Roberto José Tejada

Roberto José Tejada

Fellow: Awarded 2021
Field of Study: Poetry

Competition: US & Canada

Roberto Tejada is the author of poetry collections that include Why the Assembly Disbanded (Fordham, 2022), Full Foreground (Arizona, 2012), Exposition Park (Wesleyan, 2010), Mirrors for Gold (Krupskaya, 2006), and Todo en el ahora (Libros Magenta, 2015), selected poems in Spanish-language translation. His book of essays, Still Nowhere in an Empty Vastness (Noemi, 2019) is a Latinx poetics on colonial settlement and cultural counter-conquest in art and writing of the Americas.

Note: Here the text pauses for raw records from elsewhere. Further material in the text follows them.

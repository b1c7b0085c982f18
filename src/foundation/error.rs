/// Result alias used by the fallible edges of the crate.
pub type BakeResult<T> = Result<T, BakeError>;

/// Errors raised outside the bake loop itself.
///
/// Baking is total: tags that do not resolve and optional fields that are missing degrade to
/// defaults. Only payload/config parsing, config validation and font-backed measurement can fail.
#[derive(thiserror::Error, Debug)]
pub enum BakeError {
    /// A configuration value is outside its accepted domain.
    #[error("validation error: {0}")]
    Validation(String),

    /// The text measurement context could not be created.
    #[error("measurement error: {0}")]
    Measurement(String),

    /// Payload or config JSON could not be decoded.
    #[error("serialization error: {0}")]
    Serde(String),

    /// Any other error.
    #[error(transparent)]
    Other(#[from] anyhow::Error),
}

impl BakeError {
    /// Build a [`BakeError::Validation`].
    pub fn validation(msg: impl Into<String>) -> Self {
        Self::Validation(msg.into())
    }

    /// Build a [`BakeError::Measurement`].
    pub fn measurement(msg: impl Into<String>) -> Self {
        Self::Measurement(msg.into())
    }

    /// Build a [`BakeError::Serde`].
    pub fn serde(msg: impl Into<String>) -> Self {
        Self::Serde(msg.into())
    }
}

impl From<serde_json::Error> for BakeError {
    fn from(value: serde_json::Error) -> Self {
        Self::serde(value.to_string())
    }
}

#[cfg(test)]
#[path = "../../tests/unit/foundation/error.rs"]
mod tests;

He founded the multi-lingual literary journal Mandorla: New Writing from the Americas (Mexico-U.S., 1991-2013), co-edited with Kristin Dykstra and Gabriel Bernal Granados; the sixteen issues of the journal are available in digital form at Northwestern University’s Open Door Archive.  An art historian, Tejada writes on cross-cultural media and the political imagination in books that include National Camera: Photography and Mexico’s Image Environment (Minnesota, 2009) and Celia Alvarez Muñoz (Minnesota, 2009), as well as catalog essays in Now Dig This!: Art and Black Los Angeles, 1960-1980 (Hammer Museum, 2011) and The Menil Collection’s Allora & Calzadilla: Specters of Noon (Yale, 2021). He is the Hugh Roy and Lillie Cranz Cullen Distinguished Professor in Creative Writing and Art History at the University of Houston.